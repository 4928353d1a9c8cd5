//! SQLite storage layer.
//!
//! Repository implementations backed by SQLite with WAL mode and split
//! read/write connection pools. Every statement binds its inputs.

pub mod bot;
pub mod config;
pub mod friendship;
pub mod listing;
pub mod message;
pub mod pool;

use bazaar_types::error::RepositoryError;
use chrono::{DateTime, Utc};

pub(crate) fn parse_datetime(s: &str) -> Result<DateTime<Utc>, RepositoryError> {
    DateTime::parse_from_rfc3339(s)
        .map(|dt| dt.with_timezone(&Utc))
        .map_err(|e| RepositoryError::Query(format!("invalid datetime: {e}")))
}

pub(crate) fn format_datetime(dt: &DateTime<Utc>) -> String {
    dt.to_rfc3339()
}

pub(crate) fn query_error(e: sqlx::Error) -> RepositoryError {
    RepositoryError::Query(e.to_string())
}

#[cfg(test)]
pub(crate) async fn test_pool() -> pool::DatabasePool {
    let dir = tempfile::tempdir().unwrap();
    let db_path = dir.path().join("test.db");
    let url = format!("sqlite://{}?mode=rwc", db_path.display());
    // Leak tempdir so it lives for the test
    std::mem::forget(dir);
    pool::DatabasePool::new(&url).await.unwrap()
}
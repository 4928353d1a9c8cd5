//! Application state wiring all services together.
//!
//! Services are generic over repository traits; AppState pins them to the
//! SQLite implementations and shares them across handlers and CLI commands.

use std::path::PathBuf;
use std::sync::Arc;

use bazaar_core::service::friendship::FriendshipGraph;
use bazaar_core::service::ledger::ListingLedger;
use bazaar_core::service::messaging::MessagingEngine;
use bazaar_core::service::registry::BotRegistry;
use bazaar_core::service::silence::SilenceGate;
use bazaar_infra::sqlite::bot::SqliteBotRepository;
use bazaar_infra::sqlite::config::SqliteConfigRepository;
use bazaar_infra::sqlite::friendship::SqliteFriendshipRepository;
use bazaar_infra::sqlite::listing::SqliteListingRepository;
use bazaar_infra::sqlite::message::SqliteMessageRepository;
use bazaar_infra::sqlite::pool::{database_url, DatabasePool};
use bazaar_types::config::BazaarConfig;

/// Concrete type aliases for the service generics pinned to infra implementations.
pub type ConcreteLedger = ListingLedger<SqliteListingRepository>;
pub type ConcreteRegistry = BotRegistry<SqliteBotRepository>;
pub type ConcreteGraph = FriendshipGraph<SqliteFriendshipRepository>;
pub type ConcreteMessaging = MessagingEngine<SqliteMessageRepository, SqliteFriendshipRepository>;
pub type ConcreteSilence = SilenceGate<SqliteConfigRepository>;

/// Shared application state holding all services.
#[derive(Clone)]
pub struct AppState {
    pub ledger: Arc<ConcreteLedger>,
    pub registry: Arc<ConcreteRegistry>,
    pub graph: Arc<ConcreteGraph>,
    pub messaging: Arc<ConcreteMessaging>,
    pub silence: Arc<ConcreteSilence>,
    pub data_dir: PathBuf,
}

impl AppState {
    /// Open (or create) `{data_dir}/bazaar.db` and wire every service.
    pub async fn init(data_dir: PathBuf, config: BazaarConfig) -> anyhow::Result<Self> {
        tokio::fs::create_dir_all(&data_dir).await?;

        let db_pool = DatabasePool::new(&database_url(&data_dir)).await?;
        Ok(Self::from_pool(db_pool, config, data_dir))
    }

    /// Wire services over an already opened pool.
    pub fn from_pool(db_pool: DatabasePool, config: BazaarConfig, data_dir: PathBuf) -> Self {
        let ledger = ListingLedger::new(SqliteListingRepository::new(db_pool.clone()));
        let registry = BotRegistry::new(SqliteBotRepository::new(db_pool.clone()));
        let graph = FriendshipGraph::new(SqliteFriendshipRepository::new(db_pool.clone()));

        // The messaging engine reads friendships through its own graph handle.
        let messaging = MessagingEngine::new(
            SqliteMessageRepository::new(db_pool.clone()),
            FriendshipGraph::new(SqliteFriendshipRepository::new(db_pool.clone())),
            config.messages,
        );
        let silence = SilenceGate::new(SqliteConfigRepository::new(db_pool));

        Self {
            ledger: Arc::new(ledger),
            registry: Arc::new(registry),
            graph: Arc::new(graph),
            messaging: Arc::new(messaging),
            silence: Arc::new(silence),
            data_dir,
        }
    }
}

★ ★ ★ ★ ★

ASSIGNMENT → Starting at the line above that contains "pub type ConcreteLedger", write out each line exactly until the line that contains "wire every service." has been written, and stop there.

SOLUTION TO THIS EXERCISE →
pub type ConcreteLedger = ListingLedger<SqliteListingRepository>;
pub type ConcreteRegistry = BotRegistry<SqliteBotRepository>;
pub type ConcreteGraph = FriendshipGraph<SqliteFriendshipRepository>;
pub type ConcreteMessaging = MessagingEngine<SqliteMessageRepository, SqliteFriendshipRepository>;
pub type ConcreteSilence = SilenceGate<SqliteConfigRepository>;

/// Shared application state holding all services.
#[derive(Clone)]
pub struct AppState {
    pub ledger: Arc<ConcreteLedger>,
    pub registry: Arc<ConcreteRegistry>,
    pub graph: Arc<ConcreteGraph>,
    pub messaging: Arc<ConcreteMessaging>,
    pub silence: Arc<ConcreteSilence>,
    pub data_dir: PathBuf,
}

impl AppState {
    /// Open (or create) `{data_dir}/bazaar.db` and wire every service.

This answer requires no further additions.